Cactus Taqueria’s Hollywood outpost is about to serve its final round of tacos, wrapping up a 34-year run that turned the late-night counter into a go-to stop for club kids, service workers and the occasional celebrity. The family-run spot is urging staffers and regulars to swing by this weekend, share stories and soak in the scene one last time before the Vine Street landmark goes dark. For a lot of locals, this is the place you hit after the show, after the shift, after everything else has closed.
As reported by the New York Post, owners announced on Instagram that the Hollywood restaurant will shut down on July 12, 2026, with the nonprofit Project Angel Food set to move into the property. In that post, they asked longtime patrons to come by, trade recipes, and say their goodbyes before the storefront is cleared out.
A Hollywood staple since 1992
Cactus started as a lone taco stand in 1992 and slowly grew into a small family chain, with the Hollywood counter at 950 Vine St. emerging as its most visible location, according to Eater LA. Local guides and delivery listings, including The Infatuation, have long flagged the Vine Street stand as a reliable late-night hub.
Hard knocks and celebrity regulars
The owners told the New York Post that Cactus Taqueria has taken more than a few hits over the decades, surviving a 1990s drive-by shooting and the loss of an original shop in the 1994 Northridge earthquake, then pushing through COVID-era shutdowns as well. The Post also notes a long list of boldface names who have ordered at the window over the years, from Brad Pitt to various television and music personalities, which helped lock the counter into Hollywood lore.

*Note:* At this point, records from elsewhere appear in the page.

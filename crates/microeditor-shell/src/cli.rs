//! Command-line interface of the shell.
//!
//! Every configuration flag can also be supplied through a `MICROEDITOR_*`
//! environment variable. Flags win over the environment, which wins over the
//! configuration file.

use std::path::PathBuf;

use clap::Parser;
use microeditor_config::{Config, LogFormat, UnhandledRequestPolicy};

/// Runs a host and a scratch editor over an in-process envelope bus.
#[derive(Parser, Debug, Clone)]
#[command(name = "microeditor-shell", version)]
pub struct Cli {
    /// Document to open in the scratch editor.
    #[arg(value_name = "DOCUMENT")]
    pub document: PathBuf,

    /// JSON configuration file.
    #[arg(long = "config", env = "MICROEDITOR_CONFIG", value_name = "PATH")]
    pub config_path: Option<PathBuf>,

    /// Language reported to the editor; defaults to the file extension.
    #[arg(long, env = "MICROEDITOR_LANGUAGE")]
    pub language: Option<String>,

    /// Text appended by the scratch editor as its demonstration edit.
    #[arg(long, default_value = "<!-- edited in microeditor-shell -->")]
    pub edit: String,

    /// Tracing filter expression, for example `microeditor_bus=debug`.
    #[arg(long, env = "MICROEDITOR_LOG_FILTER")]
    pub log_filter: Option<String>,

    /// Log output format (`json` or `compact`).
    #[arg(long, env = "MICROEDITOR_LOG_FORMAT")]
    pub log_format: Option<LogFormat>,

    /// Default request deadline in milliseconds.
    #[arg(long, env = "MICROEDITOR_REQUEST_TIMEOUT_MS")]
    pub request_timeout_ms: Option<u64>,

    /// What to do with requests nobody handles (`respond_with_error` or `drop`).
    #[arg(long, env = "MICROEDITOR_UNHANDLED_REQUESTS")]
    pub unhandled_requests: Option<UnhandledRequestPolicy>,

    /// Wait between initialisation attempts in milliseconds.
    #[arg(long, env = "MICROEDITOR_INIT_POLL_INTERVAL_MS")]
    pub init_poll_interval_ms: Option<u64>,

    /// Initialisation attempts before giving up.
    #[arg(long, env = "MICROEDITOR_INIT_POLL_MAX_ATTEMPTS")]
    pub init_poll_max_attempts: Option<u32>,
}

impl Cli {
    /// Applies the flags that were given on top of `config`.
    #[must_use]
    pub fn overlay(&self, mut config: Config) -> Config {
        if let Some(filter) = &self.log_filter {
            config.log_filter.clone_from(filter);
        }
        if let Some(format) = self.log_format {
            config.log_format = format;
        }
        if let Some(timeout) = self.request_timeout_ms {
            config.bus.request_timeout_ms = Some(timeout);
        }
        if let Some(policy) = self.unhandled_requests {
            config.bus.unhandled_requests = policy;
        }
        if let Some(interval) = self.init_poll_interval_ms {
            config.bus.init_poll_interval_ms = interval;
        }
        if let Some(attempts) = self.init_poll_max_attempts {
            config.bus.init_poll_max_attempts = attempts;
        }
        config
    }

    /// Language to report, from the flag or the document extension.
    #[must_use]
    pub fn resolved_language(&self) -> String {
        self.language.clone().unwrap_or_else(|| {
            self.document
                .extension()
                .map_or_else(|| String::from("text"), |ext| ext.to_string_lossy().to_lowercase())
        })
    }
}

Project Angel Food moving in
Project Angel Food, which prepares and delivers medically tailored meals for people living with serious illnesses, has been expanding its kitchens and campus in recent years, according to the charity’s website. The organization says it now serves thousands of clients across Los Angeles and has been investing in new facilities to keep up with growing demand, which helps explain the group’s interest in the Vine Street site.
What it means for local dining
The Hollywood closure lands in the middle of a broader wave of long-running Los Angeles restaurants shuttering or being redeveloped, a trend tracked by the Los Angeles Times. For neighborhood night-owls, losing this counter means one less cheap, fast option on the boulevard when everything else feels either pricey or closed.
The Cactus name will keep going in other parts of the city, with locations in the Valley and beyond still operating, per local listings like Eater LA. Even so, the Hollywood stand is tightly woven into the neighborhood’s late-night rhythm, and owners have said the move is bittersweet: a practical decision for the family that also marks one more familiar corner of Vine Street giving way to a new chapter.